# WHAT TO WORK ON:
Find the string "Serialize" in the listing and report every line that has it.

# INPUT DATA:
//! Configuration handling for tablite.
//!
//! Every option can be given on the command line or through a `TABLITE_*`
//! environment variable. Values are mapped into the plain option structs
//! used by the library so nothing below this module depends on clap.

use crate::agent::Text2SqlOptions;
use crate::agent::retry::DEFAULT_RETRIES;
use crate::agent::stages::DEFAULT_TOP_K;
use crate::agent::tables::{DEFAULT_FALLBACK_TABLES, DEFAULT_TABLE_THRESHOLD};
use crate::db::schema::DEFAULT_SAMPLE_ROWS;
use crate::db::{PoolSettings, QueryExecutor};
use crate::llm::{Credentials, ProviderKind};
use crate::models::{DEFAULT_QUERY_TIMEOUT_SECS, DEFAULT_ROW_CAP};
use crate::output::OutputFormat;
use crate::storage::default_store_path;
use clap::{Parser, Subcommand};
use std::path::PathBuf;
use std::time::Duration;

/// Configuration for tablite.
#[derive(Debug, Clone, Parser)]
#[command(
    name = "tablite",
    about = "Browse SQL databases and turn questions into SQL",
    version,
    author
)]
pub struct Config {
    /// Settings file (connections, model, API keys, saved queries)
    #[arg(long, global = true, value_name = "PATH", env = "TABLITE_STORE")]
    pub store: Option<PathBuf>,

    /// Log level (trace, debug, info, warn, error)
    #[arg(long, global = true, default_value = "info", env = "TABLITE_LOG_LEVEL")]
    pub log_level: String,

    /// Enable JSON logging format
    #[arg(long, global = true, env = "TABLITE_JSON_LOGS")]
    pub json_logs: bool,

    /// Rows appended as LIMIT to reads that have none
    #[arg(
        long,
        global = true,
        default_value_t = DEFAULT_ROW_CAP,
        env = "TABLITE_ROW_CAP"
    )]
    pub row_cap: u32,

    /// Query timeout in seconds
    #[arg(
        long,
        global = true,
        default_value_t = DEFAULT_QUERY_TIMEOUT_SECS as u64,
        env = "TABLITE_QUERY_TIMEOUT"
    )]
    pub query_timeout: u64,

    /// Table count from which the model narrows the candidate tables
    #[arg(
        long,
        global = true,
        default_value_t = DEFAULT_TABLE_THRESHOLD,
        env = "TABLITE_TABLE_THRESHOLD"
    )]
    pub table_threshold: usize,

    /// Tables kept when the model never returns a selection
    #[arg(
        long,
        global = true,
        default_value_t = DEFAULT_FALLBACK_TABLES,
        env = "TABLITE_FALLBACK_TABLES"
    )]
    pub fallback_tables: usize,

    /// Model calls per stage before giving up
    #[arg(
        long,
        global = true,
        default_value_t = DEFAULT_RETRIES,
        env = "TABLITE_RETRIES"
    )]
    pub retries: u32,

    /// Row limit the model is asked to respect
    #[arg(long, global = true, default_value_t = DEFAULT_TOP_K, env = "TABLITE_TOP_K")]
    pub top_k: u32,

    /// Sample rows per table in the generation prompt
    #[arg(
        long,
        global = true,
        default_value_t = DEFAULT_SAMPLE_ROWS,
        env = "TABLITE_SAMPLE_ROWS"
    )]
    pub sample_rows: usize,

    /// Model to use instead of the stored default
    #[arg(long, global = true, env = "TABLITE_MODEL")]
    pub model: Option<String>,

    #[arg(long, global = true, hide_env_values = true, env = "TABLITE_GOOGLE_API_KEY")]
    pub google_api_key: Option<String>,

    #[arg(long, global = true, hide_env_values = true, env = "TABLITE_DEEPSEEK_API_KEY")]
    pub deepseek_api_key: Option<String>,

    #[arg(
        long,
        global = true,
        hide_env_values = true,
        env = "TABLITE_OPENROUTER_API_KEY"
    )]
    pub openrouter_api_key: Option<String>,

    /// Print the generated SQL as it streams in
    #[arg(long, global = true, env = "TABLITE_STREAM")]
    pub stream: bool,

    #[command(subcommand)]
    pub command: Command,
}

#[derive(Debug, Clone, Subcommand)]
pub enum Command {
    /// Open a database and remember it
    Connect {
        url: String,
        #[arg(long)]
        alias: Option<String>,
        #[arg(long = "tag", value_name = "TAG")]
        tags: Vec<String>,
    },
    /// List remembered connections
    Connections,
    /// List the tables of a connection
    Tables {
        /// Connection id, alias or URL
        conn: String,
    },
    /// Show columns, primary keys and DDL of a table
    Describe { conn: String, table: String },
    /// Run a SQL statement
    Query {
        conn: String,
        sql: String,
        #[arg(long, value_enum, default_value = "table")]
        format: OutputFormat,
    },
    /// Turn a question into SQL
    Ask {
        conn: String,
        question: String,
        /// Execute the generated statement
        #[arg(long)]
        run: bool,
        #[arg(long, value_enum, default_value = "table")]
        format: OutputFormat,
    },
    /// Save a query for a connection
    Save {
        conn: String,
        title: String,
        sql: String,
    },
    /// List saved queries of a connection
    Saved { conn: String },
    /// List known models and their providers
    Models,
    /// Select the default model
    SetModel { model: String },
    /// Store an API key (an empty key removes it)
    SetKey {
        #[arg(value_enum)]
        provider: ProviderKind,
        key: String,
    },
}

impl Config {
    pub fn store_path(&self) -> PathBuf {
        self.store.clone().unwrap_or_else(default_store_path)
    }

    pub fn query_timeout_duration(&self) -> Duration {
        Duration::from_secs(self.query_timeout)
    }

    pub fn executor(&self) -> QueryExecutor {
        QueryExecutor::with_defaults(self.query_timeout, self.row_cap)
    }

    pub fn pool_settings(&self) -> PoolSettings {
        PoolSettings::default()
    }

    pub fn text2sql_options(&self) -> Text2SqlOptions {
        Text2SqlOptions {
            table_threshold: self.table_threshold,
            fallback_tables: self.fallback_tables,
            retries: self.retries,
            top_k: self.top_k,
            sample_rows: self.sample_rows,
            stream: self.stream,
        }
    }

    /// Keys given on the command line or in the environment.
    pub fn credentials(&self) -> Credentials {
        Credentials {
            google: self.google_api_key.clone(),
            deepseek: self.deepseek_api_key.clone(),
            openrouter: self.openrouter_api_key.clone(),
        }
    }
}
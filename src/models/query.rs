//! Query-related data models.
//!
//! This module defines saved queries, bind parameters and execution results.

use base64::{Engine as _, engine::general_purpose::STANDARD};
use serde::{Deserialize, Serialize};
use serde_json::Value as JsonValue;

/// Default row cap appended to read statements without a LIMIT.
pub const DEFAULT_ROW_CAP: u32 = 100;

/// Default query timeout in seconds.
pub const DEFAULT_QUERY_TIMEOUT_SECS: u32 = 30;

/// One result row, column order preserved.
pub type Row = serde_json::Map<String, JsonValue>;

/// A parameter value for parameterized queries.
#[derive(Debug, Clone, PartialEq, Serialize, Deserialize)]
#[serde(untagged)]
pub enum QueryParam {
    Null,
    Bool(bool),
    Int(i64),
    Float(f64),
    String(String),
}

impl From<i64> for QueryParam {
    fn from(value: i64) -> Self {
        Self::Int(value)
    }
}

impl From<&str> for QueryParam {
    fn from(value: &str) -> Self {
        Self::String(value.to_string())
    }
}

/// A query saved by the user. The SQL text is stored base64-encoded.
#[derive(Debug, Clone, PartialEq, Eq, Serialize, Deserialize)]
#[serde(rename_all = "camelCase")]
pub struct SavedQuery {
    pub title: String,
    pub content: String,
    /// Epoch milliseconds
    #[serde(default, skip_serializing_if = "Option::is_none")]
    pub created_at: Option<i64>,
    #[serde(default, skip_serializing_if = "Option::is_none")]
    pub updated_at: Option<i64>,
}

impl SavedQuery {
    pub fn new(title: impl Into<String>, sql: &str) -> Self {
        let now = chrono::Utc::now().timestamp_millis();
        Self {
            title: title.into(),
            content: encode_content(sql),
            created_at: Some(now),
            updated_at: Some(now),
        }
    }

    /// Decoded SQL text; empty when the stored content is corrupted.
    pub fn sql(&self) -> String {
        decode_content(&self.content)
    }

    pub fn set_sql(&mut self, sql: &str) {
        self.content = encode_content(sql);
        self.updated_at = Some(chrono::Utc::now().timestamp_millis());
    }
}

pub fn encode_content(sql: &str) -> String {
    STANDARD.encode(sql.as_bytes())
}

/// Never fails: invalid base64 or non UTF-8 payloads decode to `""`.
pub fn decode_content(content: &str) -> String {
    STANDARD
        .decode(content.trim())
        .ok()
        .and_then(|bytes| String::from_utf8(bytes).ok())
        .unwrap_or_default()
}

/// Whether a statement reads data or changes something.
#[derive(Debug, Clone, Copy, PartialEq, Eq, Serialize, Deserialize)]
#[serde(rename_all = "lowercase")]
pub enum StatementKind {
    Read,
    Write,
}

/// Result of running a statement through the query facade.
#[derive(Debug, Clone, Serialize, Deserialize)]
pub struct QueryOutcome {
    pub kind: StatementKind,
    /// The statement actually sent to the database
    pub sql: String,
    pub columns: Vec<String>,
    pub rows: Vec<Row>,
    #[serde(skip_serializing_if = "Option::is_none")]
    pub rows_affected: Option<u64>,
    pub execution_time_ms: u64,
}

impl QueryOutcome {
    pub fn read(sql: String, rows: Vec<Row>, execution_time_ms: u64) -> Self {
        let columns = rows
            .first()
            .map(|row| row.keys().cloned().collect())
            .unwrap_or_default();
        Self {
            kind: StatementKind::Read,
            sql,
            columns,
            rows,
            rows_affected: None,
            execution_time_ms,
        }
    }

    pub fn write(sql: String, rows_affected: u64, execution_time_ms: u64) -> Self {
        Self {
            kind: StatementKind::Write,
            sql,
            columns: Vec::new(),
            rows: Vec::new(),
            rows_affected: Some(rows_affected),
            execution_time_ms,
        }
    }

    pub fn row_count(&self) -> usize {
        self.rows.len()
    }
}
//! Text-to-SQL agent.
//!
//! - [`pipeline`]: sequential stage executor
//! - [`tables`]: relevant-table selection
//! - [`stages`]: schema prompt, generation and formatting stages
//! - [`text2sql`]: the full question-to-SQL run with step tracking
//! - [`prompt`]: templates and placeholder substitution
//! - [`retry`]: bounded retries with explicit outcomes
//! - [`sql`]: code-block extraction, formatting and syntax checks

pub mod pipeline;
pub mod prompt;
pub mod retry;
pub mod sql;
pub mod stages;
pub mod tables;
pub mod text2sql;

pub use pipeline::{Agent, AgentRun, Stage, StageContext, StageOutput};
pub use retry::{RetryFailure, RetryPolicy};
pub use tables::RelevantTableSelector;
pub use text2sql::{Generation, Text2Sql, Text2SqlOptions};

# TASK RESPONSE:
use serde::{Deserialize, Serialize};
#[derive(Debug, Clone, PartialEq, Serialize, Deserialize)]
#[derive(Debug, Clone, PartialEq, Eq, Serialize, Deserialize)]
#[derive(Debug, Clone, Copy, PartialEq, Eq, Serialize, Deserialize)]
#[derive(Debug, Clone, Serialize, Deserialize)]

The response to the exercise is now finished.